After some renovations in the later 19th century (c. 1855 and c. 1880), the house was acquired in 1901 by William and Annie Rogers duPont, of the duPont family. A horse enthusiast, William duPont built barns, stables, and other buildings for equestrian use. The duPonts were among several wealthy families in the Upper South who were influential in the development of Thoroughbred horse racing in the United States. The duPont family also added a Hodgson House to the property. These were known as "America's First Organized Prefabricated House Manufacturer before Aladdin, Sears, and Montgomery Ward", emphasizing that the homes could technically be built in a day. Still located on Montpelier's property, it is now known as the "Bassett House."

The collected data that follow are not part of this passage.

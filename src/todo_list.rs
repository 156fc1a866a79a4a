//! Todo List Utilities
//!
//! Pure transformations over the todo collection. Every mutation returns a new
//! collection and leaves the input untouched.

use crate::models::{Filter, Todo, TodoId};

/// Append a todo at the end
pub fn with_added(todos: &[Todo], todo: Todo) -> Vec<Todo> {
    let mut next = Vec::with_capacity(todos.len() + 1);
    next.extend_from_slice(todos);
    next.push(todo);
    next
}

/// Drop every todo with the given ID
pub fn without(todos: &[Todo], id: TodoId) -> Vec<Todo> {
    todos.iter().filter(|todo| todo.id != id).cloned().collect()
}

/// Flip completion of the first todo with the given ID, `None` when absent
pub fn with_toggled(todos: &[Todo], id: TodoId) -> Option<Vec<Todo>> {
    let index = todos.iter().position(|todo| todo.id == id)?;
    let mut next = todos.to_vec();
    next[index] = Todo { completed: !todos[index].completed, ..todos[index].clone() };
    Some(next)
}

/// Replace the title of the todo with the given ID
pub fn with_title(todos: &[Todo], id: TodoId, title: &str) -> Vec<Todo> {
    todos
        .iter()
        .map(|todo| {
            if todo.id == id {
                Todo { title: title.to_string(), ..todo.clone() }
            } else {
                todo.clone()
            }
        })
        .collect()
}

/// Keep only todos not yet completed
pub fn without_completed(todos: &[Todo]) -> Vec<Todo> {
    filtered(todos, Filter::Active)
}

/// All completed -> all active, otherwise everything becomes completed
pub fn with_all_toggled(todos: &[Todo]) -> Vec<Todo> {
    let all_completed = todos.iter().all(|todo| todo.completed);
    todos
        .iter()
        .map(|todo| Todo { completed: !all_completed, ..todo.clone() })
        .collect()
}

/// Count todos not yet completed
pub fn active_count(todos: &[Todo]) -> usize {
    todos.iter().filter(|todo| !todo.completed).count()
}

/// Whether any todo is completed
pub fn any_completed(todos: &[Todo]) -> bool {
    todos.iter().any(|todo| todo.completed)
}

/// Todos matching the filter, in order
pub fn filtered(todos: &[Todo], filter: Filter) -> Vec<Todo> {
    todos.iter().filter(|todo| filter.matches(todo)).cloned().collect()
}

/// Largest ID in the collection (0 when empty)
pub fn max_id(todos: &[Todo]) -> TodoId {
    todos.iter().map(|todo| todo.id).max().unwrap_or(0)
}
//! Todos UI State
//!
//! Browser todo-list store for Leptos apps:
//! - models: todo record and view filter
//! - todo_list: pure collection transformations
//! - storage: key-value persistence (localStorage, in-memory)
//! - store: reactive store with mutations and derived views
//! - context: provider component

mod context;
mod models;
mod storage;
mod store;
mod todo_list;

pub use context::{create_browser_store, TodosProvider};
pub use models::{next_id, Filter, Todo, TodoId};
pub use storage::{
    decode_todos, encode_todos, load_todos, save_todos, BrowserStorage, KeyValueStorage,
    MemoryStorage, StorageError, StorageResult, STORAGE_KEY,
};
pub use store::{use_todos, TodoStore, TodosState};
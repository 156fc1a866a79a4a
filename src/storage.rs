//! Persistent Storage
//!
//! Key-value storage seam for the todo collection. The whole collection is
//! stored as one JSON array under a single key.
//! Implementations: browser `localStorage`, shared in-memory map.

use std::cell::RefCell;
use std::collections::HashMap;
use std::rc::Rc;

use wasm_bindgen::JsValue;

use crate::models::Todo;

/// Default key holding the serialized collection
pub const STORAGE_KEY: &str = "todos";

/// Common result type for storage operations
pub type StorageResult<T> = Result<T, StorageError>;

/// Storage-level errors
#[derive(Debug, Clone, PartialEq, Eq)]
pub enum StorageError {
    Unavailable(String),
    Read(String),
    Write(String),
    Malformed(String),
}

impl std::fmt::Display for StorageError {
    fn fmt(&self, f: &mut std::fmt::Formatter<'_>) -> std::fmt::Result {
        match self {
            StorageError::Unavailable(msg) => write!(f, "Storage unavailable: {}", msg),
            StorageError::Read(msg) => write!(f, "Read failed: {}", msg),
            StorageError::Write(msg) => write!(f, "Write failed: {}", msg),
            StorageError::Malformed(msg) => write!(f, "Malformed data: {}", msg),
        }
    }
}

impl std::error::Error for StorageError {}

impl From<serde_json::Error> for StorageError {
    fn from(e: serde_json::Error) -> Self {
        StorageError::Malformed(e.to_string())
    }
}

/// Flat string key-value store
pub trait KeyValueStorage {
    /// Value under `key`, `None` when the key was never written
    fn get_item(&self, key: &str) -> StorageResult<Option<String>>;

    /// Replace the value under `key`
    fn set_item(&self, key: &str, value: &str) -> StorageResult<()>;
}

fn js_error(e: JsValue) -> String {
    e.as_string().unwrap_or_else(|| format!("{:?}", e))
}

/// `window.localStorage`
pub struct BrowserStorage {
    storage: web_sys::Storage,
}

impl BrowserStorage {
    pub fn new() -> StorageResult<Self> {
        let window = web_sys::window()
            .ok_or_else(|| StorageError::Unavailable("no global window".to_string()))?;
        let storage = window
            .local_storage()
            .map_err(|e| StorageError::Unavailable(js_error(e)))?
            .ok_or_else(|| StorageError::Unavailable("localStorage is disabled".to_string()))?;
        Ok(Self { storage })
    }
}

impl KeyValueStorage for BrowserStorage {
    fn get_item(&self, key: &str) -> StorageResult<Option<String>> {
        self.storage
            .get_item(key)
            .map_err(|e| StorageError::Read(js_error(e)))
    }

    fn set_item(&self, key: &str, value: &str) -> StorageResult<()> {
        self.storage
            .set_item(key, value)
            .map_err(|e| StorageError::Write(js_error(e)))
    }
}

/// In-memory storage; clones share the same map
#[derive(Clone, Debug, Default)]
pub struct MemoryStorage {
    entries: Rc<RefCell<HashMap<String, String>>>,
}

impl MemoryStorage {
    pub fn new() -> Self {
        Self::default()
    }
}

impl KeyValueStorage for MemoryStorage {
    fn get_item(&self, key: &str) -> StorageResult<Option<String>> {
        Ok(self.entries.borrow().get(key).cloned())
    }

    fn set_item(&self, key: &str, value: &str) -> StorageResult<()> {
        self.entries
            .borrow_mut()
            .insert(key.to_string(), value.to_string());
        Ok(())
    }
}

// ========================
// Collection Codec
// ========================

pub fn encode_todos(todos: &[Todo]) -> StorageResult<String> {
    Ok(serde_json::to_string(todos)?)
}

pub fn decode_todos(raw: &str) -> StorageResult<Vec<Todo>> {
    Ok(serde_json::from_str(raw)?)
}

/// Read the persisted collection, `None` when nothing was stored yet
pub fn load_todos(storage: &dyn KeyValueStorage, key: &str) -> StorageResult<Option<Vec<Todo>>> {
    match storage.get_item(key)? {
        Some(raw) => decode_todos(&raw).map(Some),
        None => Ok(None),
    }
}

/// Overwrite the persisted collection in full
pub fn save_todos(storage: &dyn KeyValueStorage, key: &str, todos: &[Todo]) -> StorageResult<()> {
    let raw = encode_todos(todos)?;
    storage.set_item(key, &raw)
}
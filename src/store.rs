//! Todo Store
//!
//! Observable todo collection, synced to key-value storage after every change.
//! Uses Leptos reactive_stores for fine-grained reactivity.

use chrono::Utc;
use leptos::logging::{error, log};
use leptos::prelude::*;
use reactive_stores::Store;

use crate::models::{next_id, Filter, Todo, TodoId};
use crate::storage::{load_todos, save_todos, KeyValueStorage, StorageResult, STORAGE_KEY};
use crate::todo_list;

/// Reactive state with field-level reactivity
#[derive(Clone, Debug, Default, Store)]
pub struct TodosState {
    /// All todos in insertion order
    pub todos: Vec<Todo>,
    /// Bumped on every committed change
    pub revision: u32,
}

/// Handle to the single todo store.
///
/// `Copy`, so it can be captured by any number of view closures. All
/// mutations replace the collection with a new one and then persist it.
#[derive(Clone, Copy)]
pub struct TodoStore {
    state: Store<TodosState>,
    storage: StoredValue<Box<dyn KeyValueStorage>, LocalStorage>,
    key: StoredValue<String>,
    last_id: StoredValue<TodoId>,
}

impl TodoStore {
    /// Store persisted under the default `"todos"` key
    pub fn new(storage: impl KeyValueStorage + 'static) -> Self {
        Self::with_key(storage, STORAGE_KEY)
    }

    /// Load whatever is stored under `key`; missing or unreadable data starts empty
    pub fn with_key(storage: impl KeyValueStorage + 'static, key: impl Into<String>) -> Self {
        let key = key.into();
        let todos = match load_todos(&storage, &key) {
            Ok(Some(todos)) => {
                log!("[TodoStore] Loaded {} todos from '{}'", todos.len(), key);
                todos
            }
            Ok(None) => Vec::new(),
            Err(e) => {
                error!("[TodoStore] Ignoring stored todos under '{}': {}", key, e);
                Vec::new()
            }
        };
        let last_id = todo_list::max_id(&todos);

        Self {
            state: Store::new(TodosState { todos, revision: 0 }),
            storage: StoredValue::new_local(Box::new(storage) as Box<dyn KeyValueStorage>),
            key: StoredValue::new(key),
            last_id: StoredValue::new(last_id),
        }
    }

    // ========================
    // Reads
    // ========================

    /// Current collection (tracked)
    pub fn todos(&self) -> Vec<Todo> {
        self.state.todos().get()
    }

    pub fn todos_untracked(&self) -> Vec<Todo> {
        self.state.todos().get_untracked()
    }

    pub fn revision(&self) -> u32 {
        self.state.revision().get()
    }

    /// Number of todos not yet completed
    pub fn todo_count(&self) -> usize {
        self.state.todos().with(|todos| todo_list::active_count(todos))
    }

    /// Whether at least one todo is completed
    pub fn has_completed_todos(&self) -> bool {
        self.state.todos().with(|todos| todo_list::any_completed(todos))
    }

    pub fn filter_todos(&self, filter: Filter) -> Vec<Todo> {
        self.state.todos().with(|todos| todo_list::filtered(todos, filter))
    }

    /// Same as `filter_todos`; unknown names show everything
    pub fn filter_todos_by_name(&self, name: &str) -> Vec<Todo> {
        self.filter_todos(Filter::from_str(name))
    }

    // ========================
    // Mutations
    // ========================

    /// Append a new active todo, returns its ID
    pub fn add_todo(&self, title: impl Into<String>) -> TodoId {
        let todo = Todo::new(self.allocate_id(), title);
        let id = todo.id;
        self.apply(|todos| todo_list::with_added(todos, todo));
        id
    }

    /// Remove a todo by ID
    pub fn delete_todo(&self, id: TodoId) {
        self.apply(|todos| todo_list::without(todos, id));
    }

    /// Flip completion of a todo by ID; unknown IDs change nothing
    pub fn toggle_selected_todo(&self, id: TodoId) {
        let next = self
            .state
            .todos()
            .with_untracked(|todos| todo_list::with_toggled(todos, id));
        if let Some(next) = next {
            self.commit(next);
        }
    }

    /// Rename a todo by ID
    pub fn change_selected_todo(&self, id: TodoId, new_title: &str) {
        self.apply(|todos| todo_list::with_title(todos, id, new_title));
    }

    /// Remove all completed todos
    pub fn delete_completed_todos(&self) {
        self.apply(todo_list::without_completed);
    }

    /// Complete every todo, or reopen them all when all are already completed
    pub fn toggle_completion_of_all_todos(&self) {
        self.apply(todo_list::with_all_toggled);
    }

    /// Write the current collection to storage in full
    pub fn flush(&self) -> StorageResult<()> {
        let key = self.key.get_value();
        let todos = self.todos_untracked();
        self.storage
            .with_value(|storage| save_todos(storage.as_ref(), &key, &todos))
    }

    fn apply(&self, transform: impl FnOnce(&[Todo]) -> Vec<Todo>) {
        let next = self.state.todos().with_untracked(|todos| transform(todos));
        self.commit(next);
    }

    fn commit(&self, next: Vec<Todo>) {
        *self.state.todos().write() = next;
        self.state.revision().update(|r| *r = r.wrapping_add(1));
        if let Err(e) = self.flush() {
            error!("[TodoStore] Failed to persist todos: {}", e);
        }
    }

    fn allocate_id(&self) -> TodoId {
        let now = Utc::now().timestamp_millis().max(0) as TodoId;
        let id = next_id(now, self.last_id.get_value());
        self.last_id.set_value(id);
        id
    }
}

/// Get the todo store from context
pub fn use_todos() -> TodoStore {
    expect_context::<TodoStore>()
}
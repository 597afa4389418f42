use crate::config::LoggingConfig;
use tracing_appender::non_blocking::WorkerGuard;
use tracing_subscriber::{EnvFilter, fmt, prelude::*};

pub fn init_logging(config: &LoggingConfig) -> WorkerGuard {
    let file_appender = match config.rotation.as_str() {
        "hourly" => tracing_appender::rolling::hourly(&config.log_dir, &config.log_file),
        "daily" => tracing_appender::rolling::daily(&config.log_dir, &config.log_file),
        _ => tracing_appender::rolling::never(&config.log_dir, &config.log_file),
    };

    let (non_blocking, guard) = tracing_appender::non_blocking(file_appender);

    let filter_str = if config.enable_tracing {
        config.log_level.clone()
    } else {
        format!("{},offerclaim=off", config.log_level)
    };

    let filter = EnvFilter::try_from_default_env().unwrap_or_else(|_| EnvFilter::new(filter_str));

    let registry = tracing_subscriber::registry().with(filter);

    if config.use_json {
        let file_layer = fmt::layer()
            .json()
            .with_target(true) // Keep target in JSON for structured queries
            .with_writer(non_blocking)
            .with_ansi(false);
        registry.with(file_layer).init();
    } else {
        let file_layer = fmt::layer()
            .with_target(false)
            .with_writer(non_blocking)
            .with_ansi(false);
        let stdout_layer = fmt::layer().with_target(false).with_ansi(true);
        registry.with(file_layer).with(stdout_layer).init();
    }

    guard
}
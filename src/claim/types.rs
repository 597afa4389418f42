//! Claim Core Types
//!
//! Record types for the two persistent collections (offers, user accounts)
//! and the command/receipt pair flowing through the claim operation.

use serde::{Deserialize, Serialize};
use utoipa::ToSchema;

/// A claimable offer.
///
/// Created by an external offer-creation flow; this service only ever
/// increments `claimed_count`. `max_claims` and `amount_per_claim_cents`
/// are immutable after creation.
#[derive(Debug, Clone, PartialEq, Serialize, Deserialize, ToSchema)]
pub struct Offer {
    /// Offer key
    #[schema(example = "o1")]
    pub offer_id: String,
    /// Account that funds each claim
    #[schema(example = "u1")]
    pub creator_uid: String,
    /// Claims granted so far. Invariant: `claimed_count <= max_claims`.
    #[serde(default)]
    pub claimed_count: u32,
    /// Total claim slots
    #[schema(example = 5)]
    pub max_claims: u32,
    /// Payout per claim, integer cents
    #[schema(example = 200)]
    pub amount_per_claim_cents: i64,
}

impl Offer {
    /// All claim slots are taken.
    #[inline]
    pub fn is_exhausted(&self) -> bool {
        self.claimed_count >= self.max_claims
    }
}

/// A user balance record.
///
/// Also mutated by out-of-scope flows (deposits, other claims); the claim
/// transaction must tolerate concurrent external writes.
#[derive(Debug, Clone, PartialEq, Serialize, Deserialize, ToSchema)]
pub struct UserAccount {
    /// User key, matches the authenticated identity
    #[schema(example = "u2")]
    pub uid: String,
    /// Balance in integer cents. A record stored without a balance reads
    /// as zero.
    #[serde(default)]
    pub balance_cents: i64,
}

/// Validated claim invocation: who is claiming which offer.
///
/// Produced by the request validator; the transactor never sees raw input.
#[derive(Debug, Clone, PartialEq)]
pub struct ClaimCommand {
    pub claimer_uid: String,
    pub offer_id: String,
}

/// Acknowledgement returned to the caller on success.
#[derive(Debug, Clone, Serialize, ToSchema)]
pub struct ClaimReceipt {
    #[schema(example = true)]
    pub success: bool,
}

impl ClaimReceipt {
    pub fn ok() -> Self {
        Self { success: true }
    }
}
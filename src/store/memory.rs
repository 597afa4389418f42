//! In-Memory Claim Store
//!
//! Dashmap-backed store with the same optimistic-concurrency semantics as
//! the PostgreSQL backend. Used by tests and by dev bootstrap when no
//! `postgres_url` is configured. State is lost on restart.

use std::sync::Mutex;
use std::sync::atomic::{AtomicU64, Ordering};

use async_trait::async_trait;
use dashmap::DashMap;

use super::{ClaimCommit, ClaimStore, StoreError, Versioned};
use crate::claim::types::{Offer, UserAccount};

/// In-memory store with per-record versioning.
///
/// Reads are lock-free. Commits serialize on a single mutex: all version
/// guards are validated before any write is applied, so a failed commit
/// leaves every record untouched. A read interleaved with a commit can
/// observe records from different points in time, but any such torn
/// snapshot is stale on at least one guarded record and is rejected at
/// commit time.
#[derive(Default)]
pub struct MemoryStore {
    offers: DashMap<String, Versioned<Offer>>,
    accounts: DashMap<String, Versioned<UserAccount>>,
    commit_lock: Mutex<()>,
    // Operation counters, diagnostic only (exposed for tests).
    reads: AtomicU64,
    commits: AtomicU64,
}

impl MemoryStore {
    pub fn new() -> Self {
        Self::default()
    }

    /// Number of record reads served.
    pub fn read_count(&self) -> u64 {
        self.reads.load(Ordering::Relaxed)
    }

    /// Number of commits applied (successful only).
    pub fn commit_count(&self) -> u64 {
        self.commits.load(Ordering::Relaxed)
    }
}

#[async_trait]
impl ClaimStore for MemoryStore {
    async fn load_offer(&self, offer_id: &str) -> Result<Option<Versioned<Offer>>, StoreError> {
        self.reads.fetch_add(1, Ordering::Relaxed);
        Ok(self.offers.get(offer_id).map(|e| e.value().clone()))
    }

    async fn load_account(&self, uid: &str) -> Result<Option<Versioned<UserAccount>>, StoreError> {
        self.reads.fetch_add(1, Ordering::Relaxed);
        Ok(self.accounts.get(uid).map(|e| e.value().clone()))
    }

    async fn commit(&self, commit: ClaimCommit) -> Result<(), StoreError> {
        let _guard = self
            .commit_lock
            .lock()
            .expect("claim commit lock poisoned");

        // Validate every guard and precompute balances before touching
        // anything, so a conflict applies no partial write set.
        {
            let offer = self
                .offers
                .get(&commit.offer.offer_id)
                .ok_or(StoreError::WriteConflict)?;
            if offer.version != commit.offer.expected_version {
                return Err(StoreError::WriteConflict);
            }
        }

        let mut new_balances = Vec::with_capacity(commit.accounts.len());
        for write in &commit.accounts {
            let account = self
                .accounts
                .get(&write.uid)
                .ok_or(StoreError::WriteConflict)?;
            if account.version != write.expected_version {
                return Err(StoreError::WriteConflict);
            }
            let balance = account
                .record
                .balance_cents
                .checked_add(write.delta_cents)
                .ok_or_else(|| {
                    StoreError::Backend(format!("balance overflow for uid {}", write.uid))
                })?;
            new_balances.push(balance);
        }

        // All guards hold; apply the write set.
        if let Some(mut offer) = self.offers.get_mut(&commit.offer.offer_id) {
            offer.record.claimed_count = commit.offer.claimed_count;
            offer.version += 1;
        }
        for (write, balance) in commit.accounts.iter().zip(new_balances) {
            if let Some(mut account) = self.accounts.get_mut(&write.uid) {
                account.record.balance_cents = balance;
                account.version += 1;
            }
        }

        self.commits.fetch_add(1, Ordering::Relaxed);
        Ok(())
    }

    async fn put_offer(&self, offer: Offer) -> Result<(), StoreError> {
        let _guard = self
            .commit_lock
            .lock()
            .expect("claim commit lock poisoned");
        let version = self
            .offers
            .get(&offer.offer_id)
            .map(|e| e.version + 1)
            .unwrap_or(1);
        self.offers
            .insert(offer.offer_id.clone(), Versioned { record: offer, version });
        Ok(())
    }

    async fn put_account(&self, account: UserAccount) -> Result<(), StoreError> {
        let _guard = self
            .commit_lock
            .lock()
            .expect("claim commit lock poisoned");
        let version = self
            .accounts
            .get(&account.uid)
            .map(|e| e.version + 1)
            .unwrap_or(1);
        self.accounts
            .insert(account.uid.clone(), Versioned { record: account, version });
        Ok(())
    }

    async fn health_check(&self) -> Result<(), StoreError> {
        Ok(())
    }
}
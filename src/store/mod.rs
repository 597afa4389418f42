//! Claim Store Seam
//!
//! The claim transactor runs against this minimal transactional capability
//! set instead of a concrete product: per-record snapshot reads that carry
//! a version, and an all-or-nothing commit whose writes are guarded by the
//! versions observed at read time. A commit against a record that changed
//! since it was read fails with [`StoreError::WriteConflict`] and applies
//! nothing; the transactor retries the whole attempt.
//!
//! Two backends:
//! - [`MemoryStore`] - dashmap-based, for tests and dev bootstrap
//! - [`PgStore`] - PostgreSQL via sqlx, CAS updates in one SQL transaction

pub mod memory;
pub mod postgres;

use async_trait::async_trait;
use thiserror::Error;

use crate::claim::types::{Offer, UserAccount};

pub use memory::MemoryStore;
pub use postgres::PgStore;

/// Store error types
#[derive(Error, Debug, Clone)]
pub enum StoreError {
    /// A guarded record changed between read and commit. The staged write
    /// set was not applied.
    #[error("write conflict: a record changed since it was read")]
    WriteConflict,

    #[error("storage backend error: {0}")]
    Backend(String),
}

impl From<sqlx::Error> for StoreError {
    fn from(e: sqlx::Error) -> Self {
        StoreError::Backend(e.to_string())
    }
}

/// A record snapshot plus the version observed at read time.
///
/// Versions exist only at the store layer; they never reach the wire.
#[derive(Debug, Clone, PartialEq)]
pub struct Versioned<T> {
    pub record: T,
    pub version: i64,
}

/// Staged offer write: absolute new count, bound to the version read.
#[derive(Debug, Clone)]
pub struct OfferWrite {
    pub offer_id: String,
    pub expected_version: i64,
    /// Absolute value, computed from the snapshot this commit is bound to.
    /// Not a blind increment: the version guard makes the write conflict
    /// if `claimed_count` changed since the read.
    pub claimed_count: u32,
}

/// Staged balance write: in-place increment, bound to the version read.
#[derive(Debug, Clone)]
pub struct AccountWrite {
    pub uid: String,
    pub expected_version: i64,
    pub delta_cents: i64,
}

/// The full write set of one claim, applied together or not at all.
#[derive(Debug, Clone)]
pub struct ClaimCommit {
    pub offer: OfferWrite,
    /// Sender debit and claimer credit; a self-claim collapses to a single
    /// zero-delta write so the same record is never guarded twice.
    pub accounts: Vec<AccountWrite>,
}

/// Transactional record store for offers and user accounts.
#[async_trait]
pub trait ClaimStore: Send + Sync {
    /// Read an offer snapshot by id.
    async fn load_offer(&self, offer_id: &str) -> Result<Option<Versioned<Offer>>, StoreError>;

    /// Read a user account snapshot by uid.
    async fn load_account(&self, uid: &str) -> Result<Option<Versioned<UserAccount>>, StoreError>;

    /// Apply a staged claim atomically. Fails with
    /// [`StoreError::WriteConflict`] (and applies nothing) if any guarded
    /// record's version no longer matches.
    async fn commit(&self, commit: ClaimCommit) -> Result<(), StoreError>;

    /// Upsert an offer record. Used by external creation flows and the
    /// `mock-api` seeding endpoints, never by the claim transaction.
    async fn put_offer(&self, offer: Offer) -> Result<(), StoreError>;

    /// Upsert a user account record.
    async fn put_account(&self, account: UserAccount) -> Result<(), StoreError>;

    /// Backend liveness probe for the health endpoint.
    async fn health_check(&self) -> Result<(), StoreError>;
}
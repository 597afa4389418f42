use serde::{Deserialize, Serialize};
use std::fs;

use crate::claim::DEFAULT_MAX_COMMIT_ATTEMPTS;

#[derive(Debug, Serialize, Deserialize, Clone)]
pub struct AppConfig {
    pub logging: LoggingConfig,
    pub gateway: GatewayConfig,
    /// PostgreSQL connection URL; absent means the in-memory store (dev
    /// only, state is lost on restart).
    #[serde(default)]
    pub postgres_url: Option<String>,
    pub auth: AuthConfig,
    #[serde(default)]
    pub claim: ClaimConfig,
}

#[derive(Debug, Serialize, Deserialize, Clone)]
pub struct LoggingConfig {
    pub log_level: String,
    pub log_dir: String,
    pub log_file: String,
    pub use_json: bool,
    pub rotation: String,
    pub enable_tracing: bool,
}

#[derive(Debug, Serialize, Deserialize, Clone)]
pub struct GatewayConfig {
    pub host: String,
    pub port: u16,
}

#[derive(Debug, Serialize, Deserialize, Clone)]
pub struct AuthConfig {
    /// HS256 secret shared with the identity provider.
    pub jwt_secret: String,
}

#[derive(Debug, Serialize, Deserialize, Clone)]
pub struct ClaimConfig {
    /// Commit retries per invocation before surfacing ABORTED.
    pub max_commit_attempts: u32,
}

impl Default for ClaimConfig {
    fn default() -> Self {
        Self {
            max_commit_attempts: DEFAULT_MAX_COMMIT_ATTEMPTS,
        }
    }
}

impl AppConfig {
    pub fn load(env: &str) -> Self {
        let config_path = format!("config/{}.yaml", env);
        let content = fs::read_to_string(&config_path)
            .unwrap_or_else(|_| panic!("Failed to read config file: {}", config_path));
        serde_yaml::from_str(&content).expect("Failed to parse config yaml")
    }
}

William and Annie had a daughter, Marion duPont, and a son William duPont Jr. Upon William duPont Sr.'s death in 1928, William duPont Jr. inherited the family's Bellevue estate in Delaware, whereupon he had the estate's mansion converted into a replica of Montpelier (now preserved as a state park), and Marion inherited the Montpelier estate. Marion preserved much of the core of the Madison home, gardens, and grounds as a legacy for all Americans. After her father's death, Marion made only one change to the house; she remodeled her parents' music room in the latest Art Deco style, using modern and innovative materials such as laminated plywood, chrome, glass block, and plate glass mirrors. A weather vane was installed on the ceiling, which allowed wind direction to direct the hounds for fox hunting. An exact replica of the Art Deco room can be seen in the DuPont Gallery, in the Visitors' Center at Montpelier. Prior to her parents moving into the property, they enlarged the house considerably, adding wings that more than doubled the number of rooms to 55. Her parents also had the brick covered with a stucco exterior for a lighter look.

Hunt Races

In 1934, Marion and her brother William founded the Montpelier Hunt Races, to be held on the grounds. Natural hedges were used as jumps for the steeplechase. The races continue to be held annually, the first Saturday each November.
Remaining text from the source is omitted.